Haftarah Parashat Pinchas
July 7, 2018 | 24 Tammuz 5778
This Shabbat we read the first of the three special haftarot for the period between Shiva Asar b’Tammuz and Tisha b’Av. These haftarot, known as the “Tlata d’Poranuta” – the “Three [haftarot] of Admonition” mark the period between the breaching of the walls of the city of Jerusalem and the destruction of both the first and second Temples. The week’s haftarah is taken from the first and second chapters of the book of Jeremiah, which aside from marking Jeremiah’s initiation as a prophet, deal with the growing threat from the nation’s northern neighbor, Babylonia. Jeremiah, the prophet, foresaw the pending tragedy, while the rest of his brethren seemed oblivious to their tragic fate.

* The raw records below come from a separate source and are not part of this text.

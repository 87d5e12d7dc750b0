// Copyright 2025 Crrow
//
// Licensed under the Apache License, Version 2.0 (the "License");
// you may not use this file except in compliance with the License.
// You may obtain a copy of the License at
//
//      http://www.apache.org/licenses/LICENSE-2.0
//
// Unless required by applicable law or agreed to in writing, software
// distributed under the License is distributed on an "AS IS" BASIS,
// WITHOUT WARRANTIES OR CONDITIONS OF ANY KIND, either express or implied.
// See the License for the specific language governing permissions and
// limitations under the License.

mod helper;
mod host;

use std::{io::BufRead, path::PathBuf};

use clap::{Args, Parser, Subcommand};
use snafu::{ResultExt, Whatever, whatever};
use visty_common_telemetry::logging::init_global_logging;
use visty_player::{
    AppConfig, AppState, MessageBus, SettingsPatch, ViewMode, WindowId, WindowManager,
    WindowStore, persistence::Section, resolve_playlist, state::ChangeSource,
};

use crate::host::HeadlessHost;

#[derive(Debug, Parser)]
#[clap(
    name = "visty",
    about = "A media player that remembers every window",
    version
)]
struct Cli {
    #[command(subcommand)]
    commands: Commands,
}

#[derive(Debug, Subcommand)]
enum Commands {
    Run(RunArgs),
    Playlist(PlaylistArgs),
    Windows(WindowsArgs),
    Settings(SettingsArgs),
    Close(CloseArgs),
}

fn load_config() -> Result<AppConfig, Whatever> {
    let path = visty_paths::config_file();
    let config = AppConfig::load(path)
        .with_whatever_context(|_| format!("invalid config file {}", path.display()))?;
    Ok(config.with_database_path(visty_paths::database_file()))
}

async fn open_app(config: AppConfig) -> Result<AppState, Whatever> {
    let errors = helper::init_paths();
    if !errors.is_empty() {
        whatever!("{}", helper::files_not_created_on_launch(errors));
    }
    AppState::new(config)
        .await
        .whatever_context("failed to open the visty database")
}

/// Loads the persisted state into a fresh store, for one-shot edits.
async fn load_store(app: &AppState) -> WindowStore {
    let store = WindowStore::default();
    if let Some(snapshot) = app.persistence().load().await {
        store.replace(snapshot, ChangeSource::Remote);
    }
    store
}

#[derive(Debug, Clone, Args)]
#[command(flatten_help = true)]
#[command(long_about = r#"

Starts the player: restores the windows of the last run, opens FILES in new
windows and keeps running until interrupted. Each line read from stdin is a
JSON event envelope delivered to the windows.
Examples:

visty run
visty run ~/Movies/clip.mp4
echo '{"version":1,"target":1,"event":{"type":"toggleMute"}}' | visty run

"#)]
struct RunArgs {
    /// Media files to open, one window each.
    files: Vec<PathBuf>,
}

impl RunArgs {
    async fn run(&self) -> Result<(), Whatever> {
        helper::startup_time();
        let config = load_config()?;
        let _guards = init_global_logging("visty", &helper::player_logging(&config.logging));
        visty_common_telemetry::set_panic_hook();
        tracing::info!(
            "========== starting visty version {} at {} ==========",
            env!("CARGO_PKG_VERSION"),
            helper::startup_time(),
        );

        let app = open_app(config).await?;
        let host = HeadlessHost::new(app.clone());
        let manager = WindowManager::new(&app, host.clone());
        manager.start_sync();

        let restored = manager.restore().await;
        for file in &self.files {
            match manager.open_path(file).await {
                Ok(id) => println!("opened {} in window {id}", file.display()),
                Err(e) => eprintln!("cannot open {}: {e}", file.display()),
            }
        }
        println!(
            "{} window(s) open ({} restored), press Ctrl-C to quit",
            host.window_ids().len(),
            restored.len()
        );

        forward_stdin_events(app.bus());
        tokio::signal::ctrl_c()
            .await
            .whatever_context("failed to listen for Ctrl-C")?;

        let saved = manager.shutdown().await;
        host.dispose_all();
        app.db().close().await;
        saved.whatever_context("failed to save player state")?;
        tracing::info!("visty stopped");
        Ok(())
    }
}

/// Publishes every stdin line as an event envelope until stdin closes.
///
/// Runs on a plain thread: a blocking stdin read cannot be cancelled and
/// would hold up runtime shutdown.
fn forward_stdin_events(bus: MessageBus) {
    let spawned = std::thread::Builder::new()
        .name("stdin-events".to_string())
        .spawn(move || {
            for line in std::io::stdin().lock().lines() {
                match line {
                    Ok(line) if line.trim().is_empty() => {}
                    Ok(line) => {
                        if !bus.publish_raw(&line) {
                            eprintln!("ignored event: {line}");
                        }
                    }
                    Err(e) => {
                        tracing::warn!(error = %e, "stopped reading events from stdin");
                        break;
                    }
                }
            }
        });
    if let Err(e) = spawned {
        tracing::warn!(error = %e, "cannot read events from stdin");
    }
}

#[derive(Debug, Clone, Args)]
#[command(flatten_help = true)]
#[command(long_about = r"

Prints the previous and next media files next to FILE.
Examples:

visty playlist ~/Music/track.mp3

")]
struct PlaylistArgs {
    file: PathBuf,
}

impl PlaylistArgs {
    async fn run(&self) -> Result<(), Whatever> {
        let _guards = init_global_logging("visty", &helper::command_logging());
        let playlist = resolve_playlist(&self.file)
            .await
            .with_whatever_context(|_| format!("cannot list {}", self.file.display()))?;
        let show = |file: Option<visty_player::MediaFile>| {
            file.map_or_else(|| "-".to_string(), |file| file.path.display().to_string())
        };
        println!("previous: {}", show(playlist.previous));
        println!("next:     {}", show(playlist.next));
        Ok(())
    }
}

#[derive(Debug, Clone, Args)]
#[command(flatten_help = true)]
#[command(long_about = r"

Lists the windows that will be restored on the next run.
Examples:

visty windows

")]
struct WindowsArgs {}

impl WindowsArgs {
    async fn run(&self) -> Result<(), Whatever> {
        let _guards = init_global_logging("visty", &helper::command_logging());
        let app = open_app(load_config()?).await?;
        let store = load_store(&app).await;
        for id in store.window_ids() {
            let Ok(window) = store.get_window(id) else {
                continue;
            };
            let file = window
                .file
                .map_or_else(|| "(empty)".to_string(), |file| file.path.display().to_string());
            println!(
                "{id}\t{file}\tvolume={:.2} muted={} loop={} zoom={:.2} rate={:.2}",
                window.volume.value(),
                window.muted,
                window.loop_enabled,
                window.zoom.value(),
                window.playback_rate.value(),
            );
        }
        app.db().close().await;
        Ok(())
    }
}

#[derive(Debug, Clone, Args)]
#[command(flatten_help = true)]
#[command(long_about = r"

Shows the default settings applied to newly opened files, or changes them.
Running players pick up the change within a moment.
Examples:

visty settings
visty settings --default-muted true --default-volume 0.5

")]
struct SettingsArgs {
    #[arg(long)]
    default_volume:   Option<f64>,
    #[arg(long)]
    default_loop:     Option<bool>,
    #[arg(long)]
    default_muted:    Option<bool>,
    #[arg(long)]
    default_autoplay: Option<bool>,
    /// fullscreen, maximized or default
    #[arg(long)]
    view_mode:        Option<ViewMode>,
}

impl SettingsArgs {
    fn patch(&self) -> SettingsPatch {
        SettingsPatch {
            default_loop:      self.default_loop,
            default_muted:     self.default_muted,
            default_volume:    self.default_volume.map(Into::into),
            default_autoplay:  self.default_autoplay,
            view_mode_on_open: self.view_mode,
        }
    }

    async fn run(&self) -> Result<(), Whatever> {
        let _guards = init_global_logging("visty", &helper::command_logging());
        let app = open_app(load_config()?).await?;
        let store = load_store(&app).await;

        let patch = self.patch();
        if !patch.is_empty() {
            store.update_settings(patch);
            app.persistence()
                .save_section(Section::Settings, &store)
                .await
                .whatever_context("failed to save settings")?;
        }

        let settings = serde_json::to_string_pretty(&store.get_settings())
            .whatever_context("failed to print settings")?;
        println!("{settings}");
        app.db().close().await;
        Ok(())
    }
}

#[derive(Debug, Clone, Args)]
#[command(flatten_help = true)]
#[command(long_about = r"

Forgets a persisted window so it is not restored on the next run.
Examples:

visty close 3

")]
struct CloseArgs {
    id: WindowId,
}

impl CloseArgs {
    async fn run(&self) -> Result<(), Whatever> {
        let _guards = init_global_logging("visty", &helper::command_logging());
        let app = open_app(load_config()?).await?;
        let removed = app
            .persistence()
            .remove_window(self.id)
            .await
            .whatever_context("failed to save windows")?;

        if removed {
            println!("window {} closed", self.id);
        } else {
            println!("no window {}", self.id);
        }
        app.db().close().await;
        Ok(())
    }
}

#[tokio::main]
async fn main() -> Result<(), Whatever> {
    let cli = Cli::parse();
    match cli.commands {
        Commands::Run(ra) => ra.run().await,
        Commands::Playlist(pa) => pa.run().await,
        Commands::Windows(wa) => wa.run().await,
        Commands::Settings(sa) => sa.run().await,
        Commands::Close(ca) => ca.run().await,
    }
}

#[cfg(test)]
mod tests {
    use clap::CommandFactory;

    use super::*;

    #[test]
    fn cli_is_well_formed() { Cli::command().debug_assert(); }

    #[test]
    fn settings_flags_become_a_patch() {
        let cli = Cli::parse_from([
            "visty",
            "settings",
            "--default-muted",
            "true",
            "--view-mode",
            "fullscreen",
        ]);
        let Commands::Settings(args) = cli.commands else {
            panic!("expected the settings command");
        };
        let patch = args.patch();
        assert_eq!(patch.default_muted, Some(true));
        assert_eq!(patch.view_mode_on_open, Some(ViewMode::Fullscreen));
        assert_eq!(patch.default_loop, None);
    }
}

Jeremiah’s initiation as a prophet included the charge “to uproot and pull down, to destroy and to overthrow, to build and to plant.” (1:10) This message is immediately followed by two anomalous visions: one, a branch of an almond tree (shaked) and the other, a “steaming pot (sir nafuah) tipped away from the north”. Each time, God explains, somewhat cryptically, how the images allude to the future. The almond branch plays on the word “shaked” which can also mean “watchful”, implying that the prophecy will soon come to fruition (1:11-12). Rashi explains this association: “Just as the almond tree brings forth its flowers earlier than any other tree, [so, too, the promised evil in the second image will soon break forth].”
The steaming pot is a bit less clear; with God only saying that it alludes to a disaster which will come from the north (1:13-14). Targum Yonatan, the Jewish Aramaic “translation” of Jeremiah, provides a fuller interpretation of the verse, rendering it: “a king who boils over like a pot… whose forces are aligned and ready to break forth from the north.” What seems clear is that both of Jeremiah’s visions are bleak foreshadows of doom.
Rabbi Benjamin Lau, however, offers a an entirely different take on these prophecies. He tries to link these visions to Jeremiah’s suggested mission. Since Jeremiah was charged “to build and to plant,” Lau asserts, perhaps these visions were intended to offer the nation options. The “shaked,” for Lau, represents life and growth, while the “sir nafuah” can be understood to be a “sira” – a thorn bush, something used to provide kindling for a fire, and meant to represent destruction. (Jeremiah – Goralo Shel Hozeh, pp. 40-41)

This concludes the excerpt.